RECORDS TO USE
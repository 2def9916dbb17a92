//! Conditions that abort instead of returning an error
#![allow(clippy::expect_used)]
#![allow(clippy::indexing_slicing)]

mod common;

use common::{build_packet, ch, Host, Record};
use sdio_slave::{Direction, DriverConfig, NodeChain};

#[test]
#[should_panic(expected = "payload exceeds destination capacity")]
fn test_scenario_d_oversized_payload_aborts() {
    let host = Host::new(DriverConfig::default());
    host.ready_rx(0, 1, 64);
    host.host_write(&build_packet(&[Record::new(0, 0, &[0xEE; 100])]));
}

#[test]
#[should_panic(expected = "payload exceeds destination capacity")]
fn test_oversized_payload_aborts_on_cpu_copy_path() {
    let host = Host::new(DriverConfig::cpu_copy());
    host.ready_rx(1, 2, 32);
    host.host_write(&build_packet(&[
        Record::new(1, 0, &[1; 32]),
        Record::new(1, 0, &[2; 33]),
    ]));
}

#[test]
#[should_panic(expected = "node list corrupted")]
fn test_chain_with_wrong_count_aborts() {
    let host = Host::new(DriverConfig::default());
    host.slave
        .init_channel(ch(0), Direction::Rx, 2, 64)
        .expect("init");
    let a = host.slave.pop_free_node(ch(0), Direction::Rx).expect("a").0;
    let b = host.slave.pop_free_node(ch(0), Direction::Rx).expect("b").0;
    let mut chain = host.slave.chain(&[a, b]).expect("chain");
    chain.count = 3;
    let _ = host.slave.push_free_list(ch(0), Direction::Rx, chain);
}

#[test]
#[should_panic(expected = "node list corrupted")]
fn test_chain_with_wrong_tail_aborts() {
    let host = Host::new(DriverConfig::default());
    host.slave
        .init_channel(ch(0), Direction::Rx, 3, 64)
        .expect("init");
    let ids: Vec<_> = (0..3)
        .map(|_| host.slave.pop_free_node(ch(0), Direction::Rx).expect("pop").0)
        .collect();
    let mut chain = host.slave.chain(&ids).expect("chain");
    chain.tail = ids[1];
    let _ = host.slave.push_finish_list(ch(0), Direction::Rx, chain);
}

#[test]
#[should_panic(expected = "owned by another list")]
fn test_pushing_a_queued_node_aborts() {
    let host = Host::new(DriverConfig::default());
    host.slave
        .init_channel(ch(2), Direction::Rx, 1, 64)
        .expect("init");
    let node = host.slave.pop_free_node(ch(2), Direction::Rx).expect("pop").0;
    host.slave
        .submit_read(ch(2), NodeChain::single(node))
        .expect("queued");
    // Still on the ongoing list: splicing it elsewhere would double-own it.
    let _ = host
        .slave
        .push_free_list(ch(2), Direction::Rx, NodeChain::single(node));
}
...
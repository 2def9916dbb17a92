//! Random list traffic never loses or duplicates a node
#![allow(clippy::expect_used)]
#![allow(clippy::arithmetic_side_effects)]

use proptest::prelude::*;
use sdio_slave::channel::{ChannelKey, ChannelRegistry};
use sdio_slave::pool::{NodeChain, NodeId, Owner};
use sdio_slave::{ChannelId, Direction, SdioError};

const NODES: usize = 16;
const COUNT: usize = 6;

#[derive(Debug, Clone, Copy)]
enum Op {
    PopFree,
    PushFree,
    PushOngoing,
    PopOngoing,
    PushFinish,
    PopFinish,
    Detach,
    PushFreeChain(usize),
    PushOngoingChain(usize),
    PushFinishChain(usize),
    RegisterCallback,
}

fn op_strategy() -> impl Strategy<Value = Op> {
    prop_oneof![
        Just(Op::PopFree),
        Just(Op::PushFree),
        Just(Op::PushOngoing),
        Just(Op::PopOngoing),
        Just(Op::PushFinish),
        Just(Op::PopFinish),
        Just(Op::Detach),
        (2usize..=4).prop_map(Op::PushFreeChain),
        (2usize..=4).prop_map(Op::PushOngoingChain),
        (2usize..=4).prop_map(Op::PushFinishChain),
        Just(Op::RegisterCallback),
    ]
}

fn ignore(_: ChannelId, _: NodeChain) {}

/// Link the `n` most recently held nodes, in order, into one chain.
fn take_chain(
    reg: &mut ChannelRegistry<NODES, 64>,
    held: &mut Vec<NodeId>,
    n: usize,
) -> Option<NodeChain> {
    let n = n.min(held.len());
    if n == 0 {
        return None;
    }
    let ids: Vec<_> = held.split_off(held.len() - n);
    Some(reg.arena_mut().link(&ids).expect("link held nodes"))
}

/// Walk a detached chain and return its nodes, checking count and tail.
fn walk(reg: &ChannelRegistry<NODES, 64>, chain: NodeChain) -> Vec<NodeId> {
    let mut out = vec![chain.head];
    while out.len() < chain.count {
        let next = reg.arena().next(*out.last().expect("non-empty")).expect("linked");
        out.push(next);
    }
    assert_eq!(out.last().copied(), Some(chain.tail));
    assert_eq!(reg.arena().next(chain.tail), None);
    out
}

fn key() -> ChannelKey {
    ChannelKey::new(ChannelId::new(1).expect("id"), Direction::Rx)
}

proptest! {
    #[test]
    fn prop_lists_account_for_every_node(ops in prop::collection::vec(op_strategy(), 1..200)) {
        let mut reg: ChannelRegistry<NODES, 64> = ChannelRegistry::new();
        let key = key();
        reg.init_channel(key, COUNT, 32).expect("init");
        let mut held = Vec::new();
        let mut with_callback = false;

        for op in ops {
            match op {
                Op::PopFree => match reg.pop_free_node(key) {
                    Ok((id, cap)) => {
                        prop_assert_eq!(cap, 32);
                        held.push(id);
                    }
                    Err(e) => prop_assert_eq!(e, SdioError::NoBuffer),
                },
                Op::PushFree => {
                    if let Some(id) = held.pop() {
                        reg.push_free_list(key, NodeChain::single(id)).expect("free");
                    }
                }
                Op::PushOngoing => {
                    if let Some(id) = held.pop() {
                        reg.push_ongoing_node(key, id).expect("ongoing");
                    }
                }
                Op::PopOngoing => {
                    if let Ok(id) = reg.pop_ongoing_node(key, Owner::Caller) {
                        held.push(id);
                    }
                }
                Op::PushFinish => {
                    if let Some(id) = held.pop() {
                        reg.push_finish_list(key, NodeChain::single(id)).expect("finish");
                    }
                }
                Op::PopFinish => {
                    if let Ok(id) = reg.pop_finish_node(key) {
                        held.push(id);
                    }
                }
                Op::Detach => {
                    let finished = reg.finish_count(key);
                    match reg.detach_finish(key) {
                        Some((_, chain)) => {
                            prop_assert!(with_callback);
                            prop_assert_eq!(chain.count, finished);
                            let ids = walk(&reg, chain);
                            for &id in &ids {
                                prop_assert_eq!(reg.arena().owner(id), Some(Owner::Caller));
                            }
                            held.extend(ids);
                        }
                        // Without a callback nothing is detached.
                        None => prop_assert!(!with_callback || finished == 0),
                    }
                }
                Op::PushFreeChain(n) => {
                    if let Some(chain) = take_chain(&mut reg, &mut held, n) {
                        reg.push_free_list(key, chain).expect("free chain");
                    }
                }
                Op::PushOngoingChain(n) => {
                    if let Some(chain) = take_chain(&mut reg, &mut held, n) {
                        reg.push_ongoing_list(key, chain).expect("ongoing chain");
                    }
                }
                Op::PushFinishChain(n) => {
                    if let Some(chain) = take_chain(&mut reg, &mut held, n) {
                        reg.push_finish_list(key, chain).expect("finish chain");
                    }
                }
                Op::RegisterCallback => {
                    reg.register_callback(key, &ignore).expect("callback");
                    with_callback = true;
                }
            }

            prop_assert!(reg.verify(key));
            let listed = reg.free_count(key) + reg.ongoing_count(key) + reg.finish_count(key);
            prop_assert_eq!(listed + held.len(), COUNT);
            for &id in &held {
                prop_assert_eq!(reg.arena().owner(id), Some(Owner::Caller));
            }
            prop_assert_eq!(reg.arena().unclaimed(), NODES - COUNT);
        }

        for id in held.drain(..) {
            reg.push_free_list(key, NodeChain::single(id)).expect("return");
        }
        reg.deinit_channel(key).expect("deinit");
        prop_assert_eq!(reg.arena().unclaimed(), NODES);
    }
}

AIM OF THE TASK
Filter the entries above down to the lines that contain the word "allow".

REPLY
#![allow(clippy::expect_used)]
#![allow(clippy::indexing_slicing)]
#![allow(clippy::expect_used)]
#![allow(clippy::arithmetic_side_effects)]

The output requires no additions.